The LLPS process was tracked using confocal laser scanning microscopy (CLSM). The CLSM results observed under different conditions – Glass holder, NON- and ON-resonance cavities (schematic illustrations in Fig. 3a) are studied and compared. As can be seen in Fig. 3b and S3a, the CLSM results of the aqueous solution with 1% of UPy-Gly show that tactoids are well-developed in glass holder at t = 24 h. While the solution is still homogeneous in NON-cavity, tactoids started to appear in NON-cavity only at t = 43 h and became more evident at t = 56 h but are distorted due to evaporation-induced flow. On the contrary, the solution remained mostly homogeneous in the ON-resonance cavity at t = 43 h and 56 h, indicating that LLPS is delayed under strong coupling conditions. Due to evaporation issues, we could not continue to track LLPS in the cavities after 56 h to determine when LLPS occurs under the strongly coupled condition. Note that due to the long working distance objectives required to image an intact cavity in the microfluidic cell (Fig. S1a), the cavities were removed from the cell for CLSM imaging and were later tuned back to the coupling condition. Nonetheless, since the system is in the ultra-strong coupling regime, all molecular components are strongly coupled to the optical mode. Additionally, the imaging time is typically much shorter than the incubation time.
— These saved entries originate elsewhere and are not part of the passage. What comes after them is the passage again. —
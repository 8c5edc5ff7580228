//! # wiki-otsync
//!
//! Client-side collaborative editing core for a multi-user wiki, built on
//! server-ordered operational transformation (OT).
//!
//! ## What it does
//!
//! - **Operation algebra**: [`Insert`] / [`Delete`] / [`MoveCursor`] over
//!   character indices, with a pairwise transform for concurrent
//!   operations
//! - **Event algebra**: [`Edit`] / [`Join`] / [`Leave`], lifting the
//!   operation transform over whole batches
//! - **Document model**: replicated text plus per-participant cursors,
//!   with atomic validate-then-apply semantics
//! - **Edit session**: outbox coalescing, unacknowledged-edit tracking,
//!   and transformation of incoming events against pending local edits
//! - **Wire protocol**: the JSON message shapes shared with the relay
//!
//! ## Features
//!
//! | Feature | Description |
//! |---------|-------------|
//! | `client` *(default)* | WebSocket transport ([`OtSyncClient`]) and high-level [`PageSession`] |
//!
//! Without the `client` feature the crate is sans-I/O: the algebra, the
//! document model and the [`EditSession`] state machine work against any
//! transport that can move [`ClientMessage`]s and [`ServerMessage`]s.
//!
//! ## Example
//!
//! ```rust,ignore
//! use wiki_otsync::{PageSession, SessionConfig};
//!
//! let config = SessionConfig::new("http://localhost:8080", "Home");
//! let mut session = PageSession::connect(config).await?;
//!
//! session.insert(0, "Hello, wiki!")?;
//! session.flush().await?;
//!
//! // Pump the relay's events; each one arrives already rewritten against
//! // our unacknowledged edits and applied to the document.
//! while let Some(msg) = session.next_event().await? {
//!     println!("{:?} -> {:?}", msg, session.content());
//! }
//! ```

pub mod doc;
pub mod error;
pub mod ot;
pub mod protocol;

#[cfg(feature = "client")]
pub mod client;

#[cfg(feature = "client")]
pub mod session;

pub use doc::{Change, Document, DocumentParticipant, PageDoc, Participants};
pub use error::{EditError, OtSyncError, Result};
pub use ot::{
    Delete, Edit, Event, Insert, Join, Leave, MoveCursor, Operation, ParticipantId,
};
pub use protocol::{
    ClientEdit, ClientMessage, Connected, EditSession, SequenceId, ServerEvent, ServerMessage,
};

#[cfg(feature = "client")]
pub use client::{build_page_url, ClientConfig, OtSyncClient};

#[cfg(feature = "client")]
pub use session::{PageSession, SessionConfig};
To further understand the effect of VSC on supramolecular polymerization and LLPS, AFM images of samples prepared under various conditions were recorded and the fibril length distributions were analysed for those formed prior to the LLPS onset. Since LLPS typically occurs in the 1% of UPy-Gly aqueous solution at approximately t ∼10 h in the glass holder,⁸ AFM samples from NON-and ON-resonance cavities were prepared at around t ∼8 h (see Fig. 3d, e and S4a for the images). Distribution plots in Fig. 3c reveal significant differences between NON- (red) and ON-resonance (blue) cavities. The average length of UPy fibrils in the NON-cavity is 4.92 ± 3.31 μm, whereas in the ON-resonance cavity, it is 1.45 ± 0.76 μm. This indicates that VSC disfavours the growth of UPy supramolecular polymers i.e., supramolecular polymerization occurs more slowly under the ON-resonance condition,¹⁵ thus elucidating the slower LLPS kinetics under the strongly coupled condition. Note that the fibrils may connect with each other, which could lead to an overestimation of their length.⁸

To gain better insight into the decelerating effect of VSC, a macromolecular crowder, dextran (molecular structure shown in Fig. 2a), was introduced into the UPy-Gly aqueous solution. For achieving VSC, O–H stretch of dextran is strongly coupled to the 21st–26th optical modes of the FP cavity (FSR = 139 cm⁻¹; Fig. 2c), in addition to the hydroxyl and urea stretches of other molecular components, via the cooperative coupling. The corresponding Rabi splitting is ∼864 cm⁻¹ (VP− ∼2843 cm⁻¹ and VP+ ∼3707 cm⁻¹), and Fig. S2b and S6c show that the aqueous solutions with dextran (0.9% and 0.75%) is strongly coupled over the duration of our study. For the aqueous solution with 0.9% dextran, CLSM images reveal that LLPS of the solutions under strongly coupled condition are all slower than those in the glass holder and NON-cavity, as is clearly seen in Fig. 4a and S3b. However, the deceleration effect is less pronounced. The corresponding fibril length distribution (Fig. 4b), traced through AFM for the samples prepared at around t ∼ 0.5 h, reveals the average lengths in NON- (red) and ON-resonance (blue) cavity to be 0.98 ± 0.46 μm and 0.64 ± 0.27 μm, respectively (see Fig. 4c, d and S4b for the images). Additional control experiments performed in single-mirror cavities further confirm our observations (Fig. S5). Furthermore, a similar trend of retarded LLPS kinetics was observed for the aqueous solution with 1% UPy-Gly and 0.75% dextran under VSC, as can be seen in Fig. S6. The crowding effect influences intermolecular interactions, hydrophobic forces, hydrogen bonding and more generally van der Waals forces, and it also accelerates LLPS and supramolecular polymerization through the volume exclusion effect.^1,8,31 In cavity quantum electrodynamics, it is known that light-matter strong coupling modifies the non-covalent interactions such as London dispersion forces and hydrogen bonding, thereby altering chemical and supramolecular energy landscapes.^{15–18,23,32,33} Therefore, ON-resonance condition might be disfavoring the solute–solute, solute–solvent and solvent–solvent interactions that are responsible for the elongation of UPy-Gly fibrils, even in the presence of the macromolecular crowder, though this effect is attenuated by the accelerating effect induced by the crowder.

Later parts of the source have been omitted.